§ Task brief: If a line includes the word "struct", it belongs in the count; state the total for the data below and add nothing.

______

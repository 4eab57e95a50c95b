//! src/app/config.rs
//!
//! Configuration typée (serde + toml).
//! Le fichier par défaut est embarqué : aucune lecture disque, natif comme web.

use serde::Deserialize;
use thiserror::Error;
use tracing::warn;

use crate::noyau::format::{CHIFFRES_MAX, CHIFFRES_MIN};
use crate::noyau::moteur::CHIFFRES_DEFAUT;

const CONFIG_EMBARQUEE: &str = include_str!("../../config/calculatrice.toml");

#[derive(Debug, Error)]
pub enum ErreurConfig {
    #[error("toml invalide: {0}")]
    Toml(#[from] toml::de::Error),

    #[error(
        "chiffres_significatifs hors bornes ({0}, attendu {min}..={max})",
        min = CHIFFRES_MIN,
        max = CHIFFRES_MAX
    )]
    Chiffres(usize),

    #[error("fenêtre invalide ({largeur}×{hauteur})")]
    Fenetre { largeur: f32, hauteur: f32 },
}

#[derive(Clone, Debug, Deserialize, PartialEq)]
#[serde(default)]
pub struct Fenetre {
    pub largeur: f32,
    pub hauteur: f32,
}

impl Default for Fenetre {
    fn default() -> Self {
        Self {
            largeur: 340.0,
            hauteur: 560.0,
        }
    }
}

#[derive(Clone, Debug, Deserialize, PartialEq)]
#[serde(default)]
pub struct Config {
    pub titre: String,
    pub chiffres_significatifs: usize,
    pub historique_max: usize,
    pub fenetre: Fenetre,
}

impl Default for Config {
    fn default() -> Self {
        Self {
            titre: "Calculatrice".to_string(),
            chiffres_significatifs: CHIFFRES_DEFAUT,
            historique_max: 10,
            fenetre: Fenetre::default(),
        }
    }
}

impl Config {
    /// Lit et valide une configuration TOML.
    pub fn depuis_toml(s: &str) -> Result<Self, ErreurConfig> {
        let c: Config = toml::from_str(s)?;
        c.valider()?;
        Ok(c)
    }

    fn valider(&self) -> Result<(), ErreurConfig> {
        if !(CHIFFRES_MIN..=CHIFFRES_MAX).contains(&self.chiffres_significatifs) {
            return Err(ErreurConfig::Chiffres(self.chiffres_significatifs));
        }
        let Fenetre { largeur, hauteur } = self.fenetre;
        if !(largeur > 0.0 && hauteur > 0.0) {
            return Err(ErreurConfig::Fenetre { largeur, hauteur });
        }
        Ok(())
    }

    /// Configuration embarquée ; repli sur les valeurs par défaut si elle est invalide.
    pub fn charger() -> Self {
        Self::depuis_toml(CONFIG_EMBARQUEE).unwrap_or_else(|err| {
            warn!(%err, "configuration embarquée invalide, valeurs par défaut");
            Self::default()
        })
    }
}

______

§ The answer: 2